## Problem description
Write the listing out again verbatim, leaving nothing out.

## Given information

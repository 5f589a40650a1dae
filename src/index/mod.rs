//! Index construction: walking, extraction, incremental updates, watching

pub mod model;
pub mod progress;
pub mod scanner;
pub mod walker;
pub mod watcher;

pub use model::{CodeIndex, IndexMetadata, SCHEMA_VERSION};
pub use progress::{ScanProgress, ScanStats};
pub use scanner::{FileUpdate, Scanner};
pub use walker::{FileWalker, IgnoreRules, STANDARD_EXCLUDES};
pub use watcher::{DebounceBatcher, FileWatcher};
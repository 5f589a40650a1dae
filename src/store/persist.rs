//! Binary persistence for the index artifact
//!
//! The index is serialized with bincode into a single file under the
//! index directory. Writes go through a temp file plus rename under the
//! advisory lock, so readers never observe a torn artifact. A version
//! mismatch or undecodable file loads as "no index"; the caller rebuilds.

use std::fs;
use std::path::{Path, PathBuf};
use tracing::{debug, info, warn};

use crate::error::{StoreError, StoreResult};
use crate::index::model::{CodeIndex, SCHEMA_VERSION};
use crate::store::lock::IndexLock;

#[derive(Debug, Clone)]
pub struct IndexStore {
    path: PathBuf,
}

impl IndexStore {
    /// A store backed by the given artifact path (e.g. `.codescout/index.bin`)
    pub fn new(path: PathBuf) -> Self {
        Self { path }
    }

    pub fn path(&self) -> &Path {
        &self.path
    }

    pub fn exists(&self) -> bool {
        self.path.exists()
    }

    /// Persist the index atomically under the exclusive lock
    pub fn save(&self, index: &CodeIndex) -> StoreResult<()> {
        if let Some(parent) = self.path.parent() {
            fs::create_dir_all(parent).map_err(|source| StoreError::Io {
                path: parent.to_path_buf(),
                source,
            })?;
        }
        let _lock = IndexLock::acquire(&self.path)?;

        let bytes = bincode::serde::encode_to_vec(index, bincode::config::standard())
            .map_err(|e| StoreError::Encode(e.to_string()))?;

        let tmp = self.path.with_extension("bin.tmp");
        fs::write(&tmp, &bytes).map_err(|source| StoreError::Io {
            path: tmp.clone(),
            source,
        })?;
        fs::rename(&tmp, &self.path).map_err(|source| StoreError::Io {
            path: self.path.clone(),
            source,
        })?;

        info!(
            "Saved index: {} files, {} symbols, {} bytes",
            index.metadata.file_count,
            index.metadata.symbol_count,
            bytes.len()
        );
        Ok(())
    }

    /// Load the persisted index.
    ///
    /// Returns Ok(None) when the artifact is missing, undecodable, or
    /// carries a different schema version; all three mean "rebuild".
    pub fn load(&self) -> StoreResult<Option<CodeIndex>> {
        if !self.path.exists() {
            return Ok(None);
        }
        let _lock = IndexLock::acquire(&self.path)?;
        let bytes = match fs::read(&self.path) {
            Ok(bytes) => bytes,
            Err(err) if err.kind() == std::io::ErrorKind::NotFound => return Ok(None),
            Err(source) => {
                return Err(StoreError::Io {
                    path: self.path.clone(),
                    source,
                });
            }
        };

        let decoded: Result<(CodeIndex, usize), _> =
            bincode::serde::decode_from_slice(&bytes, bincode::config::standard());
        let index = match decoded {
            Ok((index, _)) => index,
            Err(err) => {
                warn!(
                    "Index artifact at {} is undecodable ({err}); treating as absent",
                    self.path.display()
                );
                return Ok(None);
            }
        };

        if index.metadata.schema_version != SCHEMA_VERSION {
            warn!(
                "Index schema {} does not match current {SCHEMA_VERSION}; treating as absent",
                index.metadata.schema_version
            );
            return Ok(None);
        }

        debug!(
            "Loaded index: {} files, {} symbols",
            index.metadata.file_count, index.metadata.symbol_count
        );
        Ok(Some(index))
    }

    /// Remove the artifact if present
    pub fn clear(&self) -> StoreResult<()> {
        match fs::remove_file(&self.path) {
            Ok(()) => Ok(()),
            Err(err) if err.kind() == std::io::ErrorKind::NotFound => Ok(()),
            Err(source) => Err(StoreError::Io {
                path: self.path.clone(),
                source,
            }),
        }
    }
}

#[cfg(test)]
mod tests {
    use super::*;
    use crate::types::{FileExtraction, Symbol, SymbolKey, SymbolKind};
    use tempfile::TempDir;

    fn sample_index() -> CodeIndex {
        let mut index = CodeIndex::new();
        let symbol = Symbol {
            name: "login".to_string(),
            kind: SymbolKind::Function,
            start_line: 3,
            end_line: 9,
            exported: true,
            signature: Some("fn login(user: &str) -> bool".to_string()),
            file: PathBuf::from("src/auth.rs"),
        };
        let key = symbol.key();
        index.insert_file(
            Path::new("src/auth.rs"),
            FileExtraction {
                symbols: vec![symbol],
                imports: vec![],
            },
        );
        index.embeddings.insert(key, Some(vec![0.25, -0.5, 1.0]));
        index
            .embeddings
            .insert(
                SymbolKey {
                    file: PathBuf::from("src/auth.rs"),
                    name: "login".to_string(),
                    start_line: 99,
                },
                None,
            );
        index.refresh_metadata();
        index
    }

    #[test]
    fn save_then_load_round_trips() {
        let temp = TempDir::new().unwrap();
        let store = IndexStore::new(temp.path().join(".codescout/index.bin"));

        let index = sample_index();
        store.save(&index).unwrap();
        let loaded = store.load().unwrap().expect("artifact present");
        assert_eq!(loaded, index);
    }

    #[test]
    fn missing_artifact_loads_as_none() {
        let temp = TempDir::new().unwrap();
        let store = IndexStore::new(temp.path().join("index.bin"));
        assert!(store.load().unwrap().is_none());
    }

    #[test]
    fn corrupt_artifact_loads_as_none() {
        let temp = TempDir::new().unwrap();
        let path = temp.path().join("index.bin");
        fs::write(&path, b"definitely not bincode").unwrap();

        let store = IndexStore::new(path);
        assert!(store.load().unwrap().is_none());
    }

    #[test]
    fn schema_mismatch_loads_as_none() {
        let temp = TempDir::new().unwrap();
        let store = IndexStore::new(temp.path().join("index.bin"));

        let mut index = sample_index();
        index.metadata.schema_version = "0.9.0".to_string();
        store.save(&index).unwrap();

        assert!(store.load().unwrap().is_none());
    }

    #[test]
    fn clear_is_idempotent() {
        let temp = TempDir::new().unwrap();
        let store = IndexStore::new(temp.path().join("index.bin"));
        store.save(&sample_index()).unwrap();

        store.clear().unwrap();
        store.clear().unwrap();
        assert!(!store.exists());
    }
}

## Solution to this task
repository 5f589a40650a1dae
filename src/index/mod.rs
//! Index construction: walking, extraction, incremental updates, watching

pub mod model;
pub mod progress;
pub mod scanner;
pub mod walker;
pub mod watcher;

pub use model::{CodeIndex, IndexMetadata, SCHEMA_VERSION};
pub use progress::{ScanProgress, ScanStats};
pub use scanner::{FileUpdate, Scanner};
pub use walker::{FileWalker, IgnoreRules, STANDARD_EXCLUDES};
pub use watcher::{DebounceBatcher, FileWatcher};
repository 5f589a40650a1dae
filename src/store/persist.rs
//! Binary persistence for the index artifact
//!
//! The index is serialized with bincode into a single file under the
//! index directory. Writes go through a temp file plus rename under the
//! advisory lock, so readers never observe a torn artifact. A version
//! mismatch or undecodable file loads as "no index"; the caller rebuilds.

use std::fs;
use std::path::{Path, PathBuf};
use tracing::{debug, info, warn};

use crate::error::{StoreError, StoreResult};
use crate::index::model::{CodeIndex, SCHEMA_VERSION};
use crate::store::lock::IndexLock;

#[derive(Debug, Clone)]
pub struct IndexStore {
    path: PathBuf,
}

impl IndexStore {
    /// A store backed by the given artifact path (e.g. `.codescout/index.bin`)
    pub fn new(path: PathBuf) -> Self {
        Self { path }
    }

    pub fn path(&self) -> &Path {
        &self.path
    }

    pub fn exists(&self) -> bool {
        self.path.exists()
    }

    /// Persist the index atomically under the exclusive lock
    pub fn save(&self, index: &CodeIndex) -> StoreResult<()> {
        if let Some(parent) = self.path.parent() {
            fs::create_dir_all(parent).map_err(|source| StoreError::Io {
                path: parent.to_path_buf(),
                source,
            })?;
        }
        let _lock = IndexLock::acquire(&self.path)?;

        let bytes = bincode::serde::encode_to_vec(index, bincode::config::standard())
            .map_err(|e| StoreError::Encode(e.to_string()))?;

        let tmp = self.path.with_extension("bin.tmp");
        fs::write(&tmp, &bytes).map_err(|source| StoreError::Io {
            path: tmp.clone(),
            source,
        })?;
        fs::rename(&tmp, &self.path).map_err(|source| StoreError::Io {
            path: self.path.clone(),
            source,
        })?;

        info!(
            "Saved index: {} files, {} symbols, {} bytes",
            index.metadata.file_count,
            index.metadata.symbol_count,
            bytes.len()
        );
        Ok(())
    }

    /// Load the persisted index.
    ///
    /// Returns Ok(None) when the artifact is missing, undecodable, or
    /// carries a different schema version; all three mean "rebuild".
    pub fn load(&self) -> StoreResult<Option<CodeIndex>> {
        if !self.path.exists() {
            return Ok(None);
        }
        let _lock = IndexLock::acquire(&self.path)?;
        let bytes = match fs::read(&self.path) {
            Ok(bytes) => bytes,
            Err(err) if err.kind() == std::io::ErrorKind::NotFound => return Ok(None),
            Err(source) => {
                return Err(StoreError::Io {
                    path: self.path.clone(),
                    source,
                });
            }
        };

        let decoded: Result<(CodeIndex, usize), _> =
            bincode::serde::decode_from_slice(&bytes, bincode::config::standard());
        let index = match decoded {
            Ok((index, _)) => index,
            Err(err) => {
                warn!(
                    "Index artifact at {} is undecodable ({err}); treating as absent",
                    self.path.display()
                );
                return Ok(None);
            }
        };

        if index.metadata.schema_version != SCHEMA_VERSION {
            warn!(
                "Index schema {} does not match current {SCHEMA_VERSION}; treating as absent",
                index.metadata.schema_version
            );
            return Ok(None);
        }

        debug!(
            "Loaded index: {} files, {} symbols",
            index.metadata.file_count, index.metadata.symbol_count
        );
        Ok(Some(index))
    }

    /// Remove the artifact if present
    pub fn clear(&self) -> StoreResult<()> {
        match fs::remove_file(&self.path) {
            Ok(()) => Ok(()),
            Err(err) if err.kind() == std::io::ErrorKind::NotFound => Ok(()),
            Err(source) => Err(StoreError::Io {
                path: self.path.clone(),
                source,
            }),
        }
    }
}

#[cfg(test)]
mod tests {
    use super::*;
    use crate::types::{FileExtraction, Symbol, SymbolKey, SymbolKind};
    use tempfile::TempDir;

    fn sample_index() -> CodeIndex {
        let mut index = CodeIndex::new();
        let symbol = Symbol {
            name: "login".to_string(),
            kind: SymbolKind::Function,
            start_line: 3,
            end_line: 9,
            exported: true,
            signature: Some("fn login(user: &str) -> bool".to_string()),
            file: PathBuf::from("src/auth.rs"),
        };
        let key = symbol.key();
        index.insert_file(
            Path::new("src/auth.rs"),
            FileExtraction {
                symbols: vec![symbol],
                imports: vec![],
            },
        );
        index.embeddings.insert(key, Some(vec![0.25, -0.5, 1.0]));
        index
            .embeddings
            .insert(
                SymbolKey {
                    file: PathBuf::from("src/auth.rs"),
                    name: "login".to_string(),
                    start_line: 99,
                },
                None,
            );
        index.refresh_metadata();
        index
    }

    #[test]
    fn save_then_load_round_trips() {
        let temp = TempDir::new().unwrap();
        let store = IndexStore::new(temp.path().join(".codescout/index.bin"));

        let index = sample_index();
        store.save(&index).unwrap();
        let loaded = store.load().unwrap().expect("artifact present");
        assert_eq!(loaded, index);
    }

    #[test]
    fn missing_artifact_loads_as_none() {
        let temp = TempDir::new().unwrap();
        let store = IndexStore::new(temp.path().join("index.bin"));
        assert!(store.load().unwrap().is_none());
    }

    #[test]
    fn corrupt_artifact_loads_as_none() {
        let temp = TempDir::new().unwrap();
        let path = temp.path().join("index.bin");
        fs::write(&path, b"definitely not bincode").unwrap();

        let store = IndexStore::new(path);
        assert!(store.load().unwrap().is_none());
    }

    #[test]
    fn schema_mismatch_loads_as_none() {
        let temp = TempDir::new().unwrap();
        let store = IndexStore::new(temp.path().join("index.bin"));

        let mut index = sample_index();
        index.metadata.schema_version = "0.9.0".to_string();
        store.save(&index).unwrap();

        assert!(store.load().unwrap().is_none());
    }

    #[test]
    fn clear_is_idempotent() {
        let temp = TempDir::new().unwrap();
        let store = IndexStore::new(temp.path().join("index.bin"));
        store.save(&sample_index()).unwrap();

        store.clear().unwrap();
        store.clear().unwrap();
        assert!(!store.exists());
    }
}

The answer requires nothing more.